Work instructions
In the entries that follow, the line with "pub fn apply(&self, settings: &mut" opens the range and the line with "impl CandidateCatalog for" closes it; repeat that range exactly, both lines included.
=====
//! CLI bootstrap - the composition root.
//!
//! This is the only place where concrete implementations are wired
//! together: settings, the Drive client, the film catalog, the terminal
//! reporter and prompt, and the download orchestrator built on top of them.

use std::io::IsTerminal;
use std::path::{Path, PathBuf};
use std::sync::Arc;

use driveloader_core::ports::{CandidateCatalog, CatalogError, RemoteStorePort};
use driveloader_core::settings::{LedgerMatch, Settings, validate_settings};
use driveloader_download::{DownloadOrchestrator, JsonFilmCatalog, OrchestratorOptions};
use driveloader_drive::{DefaultDriveClient, DriveClientConfig};

use crate::error::CliError;
use crate::parser::Cli;
use crate::presentation::CliProgress;
use crate::utils::input::PromptDisambiguator;

/// Per-invocation overrides collected from the command line.
#[derive(Debug, Clone, Default)]
pub struct CliConfig {
    pub settings_path: PathBuf,
    pub token: Option<String>,
    pub token_file: Option<PathBuf>,
    pub best_effort: bool,
    pub ledger_match: Option<LedgerMatch>,
    pub chunk_size_mib: Option<u64>,
    pub non_interactive: bool,
    pub catalog_file: Option<PathBuf>,
}

impl CliConfig {
    pub fn from_cli(cli: &Cli) -> Self {
        Self {
            settings_path: cli.settings.clone(),
            token: cli.token.clone(),
            token_file: cli.token_file.clone(),
            best_effort: cli.best_effort,
            ledger_match: cli.ledger_match,
            chunk_size_mib: cli.chunk_size_mib,
            non_interactive: cli.non_interactive,
            catalog_file: None,
        }
    }

    #[must_use]
    pub fn with_catalog_file(mut self, path: Option<PathBuf>) -> Self {
        if path.is_some() {
            self.catalog_file = path;
        }
        self
    }

    /// Fold the overrides into `settings`.
    pub fn apply(&self, settings: &mut Settings) {
        if self.best_effort {
            settings.best_effort_resolution = Some(true);
        }
        if let Some(mode) = self.ledger_match {
            settings.ledger_match = Some(mode);
        }
        if let Some(size) = self.chunk_size_mib {
            settings.chunk_size_mib = Some(size);
        }
        if self.non_interactive {
            settings.interactive = Some(false);
        }
        if let Some(ref path) = self.catalog_file {
            settings.catalog_file = Some(path.clone());
        }
    }
}

/// Fully composed application context for CLI commands.
pub struct CliContext {
    /// Root for `.` and relative job targets.
    pub base_target: PathBuf,
    pub orchestrator: DownloadOrchestrator,
}

impl CliContext {
    pub const fn orchestrator(&self) -> &DownloadOrchestrator {
        &self.orchestrator
    }

    /// Resolve a command's `--target` against the base target.
    pub fn target_dir(&self, target: Option<&Path>) -> PathBuf {
        match target {
            Some(path) => driveloader_core::instructions::resolve_target(
                &path.to_string_lossy(),
                &self.base_target,
            ),
            None => self.base_target.clone(),
        }
    }
}

/// Catalog stand-in when none could be loaded. Every lookup fails with the
/// reason, so derived jobs report it per search term.
struct MissingCatalog {
    message: String,
}

impl CandidateCatalog for MissingCatalog {
    fn lookup(&self, _field: &str, _term: &str) -> Result<Vec<String>, CatalogError> {
        Err(CatalogError::Unavailable {
            message: self.message.clone(),
        })
    }
}

/// Bootstrap the CLI application.
pub fn bootstrap(config: &CliConfig) -> Result<CliContext, CliError> {
    let mut settings = Settings::load_or_default(&config.settings_path)?;
    config.apply(&mut settings);
    validate_settings(&settings)?;

    let base_target = settings.effective_base_target(&std::env::current_dir()?);

    let token = resolve_token(config)?;
    if token.is_none() {
        tracing::warn!("No access token given; only public files will be reachable");
    }
    let client_config = DriveClientConfig::new()
        .with_user_agent(concat!("driveloader/", env!("CARGO_PKG_VERSION")))
        .with_optional_token(token);
    let store: Arc<dyn RemoteStorePort> = Arc::new(DefaultDriveClient::new(&client_config)?);

    let mut orchestrator =
        DownloadOrchestrator::new(store, OrchestratorOptions::from_settings(&settings))
            .with_catalog(load_catalog(&settings))
            .with_reporter(Arc::new(CliProgress::new()));
    if settings.effective_interactive() && std::io::stdin().is_terminal() {
        orchestrator = orchestrator.with_disambiguator(Arc::new(PromptDisambiguator));
    }

    tracing::debug!(
        base_target = %base_target.display(),
        chunk_size = settings.effective_chunk_size(),
        ledger = settings.effective_ledger_file(),
        "Bootstrapped"
    );

    Ok(CliContext {
        base_target,
        orchestrator,
    })
}

fn load_catalog(settings: &Settings) -> Arc<dyn CandidateCatalog> {
    let Some(path) = settings.catalog_file.as_deref() else {
        return Arc::new(MissingCatalog {
            message: "no catalog_file configured".to_string(),
        });
    };
    match JsonFilmCatalog::load(path) {
        Ok(catalog) => Arc::new(catalog),
        Err(e) => {
            tracing::warn!(path = %path.display(), error = %e, "Film catalog unavailable");
            Arc::new(MissingCatalog {
                message: e.to_string(),
            })
        }
    }
}

/// The token from `--token`/`DRIVELOADER_TOKEN`, or read from `--token-file`.
fn resolve_token(config: &CliConfig) -> Result<Option<String>, CliError> {
    if let Some(ref token) = config.token {
        return Ok(Some(token.trim().to_string()).filter(|t| !t.is_empty()));
    }
    match config.token_file {
        Some(ref path) => read_token_file(path).map(Some),
        None => Ok(None),
    }
}

/// Read a token file: either the bare token or a JSON object with an
/// `access_token` field (as written by OAuth tooling).
pub fn read_token_file(path: &Path) -> Result<String, CliError> {
    let raw = std::fs::read_to_string(path)
        .map_err(|e| CliError::Config(format!("cannot read token file {}: {e}", path.display())))?;
    let raw = raw.trim();

    let token = if raw.starts_with('{') {
        let value: serde_json::Value = serde_json::from_str(raw)
            .map_err(|e| CliError::Config(format!("invalid token file {}: {e}", path.display())))?;
        value
            .get("access_token")
            .and_then(serde_json::Value::as_str)
            .map(str::to_string)
            .ok_or_else(|| {
                CliError::Config(format!("token file {} has no access_token", path.display()))
            })?
    } else {
        raw.to_string()
    };

    if token.is_empty() {
        return Err(CliError::Config(format!("token file {} is empty", path.display())));
    }
    Ok(token)
}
=====
Output for this exercise
    pub fn apply(&self, settings: &mut Settings) {
        if self.best_effort {
            settings.best_effort_resolution = Some(true);
        }
        if let Some(mode) = self.ledger_match {
            settings.ledger_match = Some(mode);
        }
        if let Some(size) = self.chunk_size_mib {
            settings.chunk_size_mib = Some(size);
        }
        if self.non_interactive {
            settings.interactive = Some(false);
        }
        if let Some(ref path) = self.catalog_file {
            settings.catalog_file = Some(path.clone());
        }
    }
}

/// Fully composed application context for CLI commands.
pub struct CliContext {
    /// Root for `.` and relative job targets.
    pub base_target: PathBuf,
    pub orchestrator: DownloadOrchestrator,
}

impl CliContext {
    pub const fn orchestrator(&self) -> &DownloadOrchestrator {
        &self.orchestrator
    }

    /// Resolve a command's `--target` against the base target.
    pub fn target_dir(&self, target: Option<&Path>) -> PathBuf {
        match target {
            Some(path) => driveloader_core::instructions::resolve_target(
                &path.to_string_lossy(),
                &self.base_target,
            ),
            None => self.base_target.clone(),
        }
    }
}

/// Catalog stand-in when none could be loaded. Every lookup fails with the
/// reason, so derived jobs report it per search term.
struct MissingCatalog {
    message: String,
}

impl CandidateCatalog for MissingCatalog {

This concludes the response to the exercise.